▶ _Directions_:
From the first line to the last, give the records again exactly.
────────────────
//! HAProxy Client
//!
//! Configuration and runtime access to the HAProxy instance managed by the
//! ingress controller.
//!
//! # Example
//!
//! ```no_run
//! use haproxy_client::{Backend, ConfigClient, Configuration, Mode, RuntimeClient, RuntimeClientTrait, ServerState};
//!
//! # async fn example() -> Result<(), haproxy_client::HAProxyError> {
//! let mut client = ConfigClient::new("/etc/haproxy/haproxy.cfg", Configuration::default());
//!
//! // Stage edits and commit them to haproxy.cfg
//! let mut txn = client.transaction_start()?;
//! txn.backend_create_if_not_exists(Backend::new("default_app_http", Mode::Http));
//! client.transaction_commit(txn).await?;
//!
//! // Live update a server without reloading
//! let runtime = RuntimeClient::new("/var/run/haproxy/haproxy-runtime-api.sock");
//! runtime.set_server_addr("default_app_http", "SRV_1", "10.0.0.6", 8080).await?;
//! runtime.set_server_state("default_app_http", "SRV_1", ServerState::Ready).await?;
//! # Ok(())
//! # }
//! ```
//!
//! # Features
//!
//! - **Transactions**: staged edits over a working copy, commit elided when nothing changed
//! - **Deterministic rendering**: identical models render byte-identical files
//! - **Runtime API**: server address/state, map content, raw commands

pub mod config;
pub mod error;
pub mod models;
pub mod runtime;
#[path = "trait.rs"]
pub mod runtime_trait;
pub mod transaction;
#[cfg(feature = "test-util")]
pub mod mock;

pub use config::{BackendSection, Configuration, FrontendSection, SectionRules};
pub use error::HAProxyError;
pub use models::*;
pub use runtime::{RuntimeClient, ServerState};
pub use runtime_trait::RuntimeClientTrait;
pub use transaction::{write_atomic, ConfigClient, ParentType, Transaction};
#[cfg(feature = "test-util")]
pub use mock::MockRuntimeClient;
────────────────
▶ _Answer for this exercise_:
//! HAProxy Client
//!
//! Configuration and runtime access to the HAProxy instance managed by the
//! ingress controller.
//!
//! # Example
//!
//! ```no_run
//! use haproxy_client::{Backend, ConfigClient, Configuration, Mode, RuntimeClient, RuntimeClientTrait, ServerState};
//!
//! # async fn example() -> Result<(), haproxy_client::HAProxyError> {
//! let mut client = ConfigClient::new("/etc/haproxy/haproxy.cfg", Configuration::default());
//!
//! // Stage edits and commit them to haproxy.cfg
//! let mut txn = client.transaction_start()?;
//! txn.backend_create_if_not_exists(Backend::new("default_app_http", Mode::Http));
//! client.transaction_commit(txn).await?;
//!
//! // Live update a server without reloading
//! let runtime = RuntimeClient::new("/var/run/haproxy/haproxy-runtime-api.sock");
//! runtime.set_server_addr("default_app_http", "SRV_1", "10.0.0.6", 8080).await?;
//! runtime.set_server_state("default_app_http", "SRV_1", ServerState::Ready).await?;
//! # Ok(())
//! # }
//! ```
//!
//! # Features
//!
//! - **Transactions**: staged edits over a working copy, commit elided when nothing changed
//! - **Deterministic rendering**: identical models render byte-identical files
//! - **Runtime API**: server address/state, map content, raw commands

pub mod config;
pub mod error;
pub mod models;
pub mod runtime;
#[path = "trait.rs"]
pub mod runtime_trait;
pub mod transaction;
#[cfg(feature = "test-util")]
pub mod mock;

pub use config::{BackendSection, Configuration, FrontendSection, SectionRules};
pub use error::HAProxyError;
pub use models::*;
pub use runtime::{RuntimeClient, ServerState};
pub use runtime_trait::RuntimeClientTrait;
pub use transaction::{write_atomic, ConfigClient, ParentType, Transaction};
#[cfg(feature = "test-util")]
pub use mock::MockRuntimeClient;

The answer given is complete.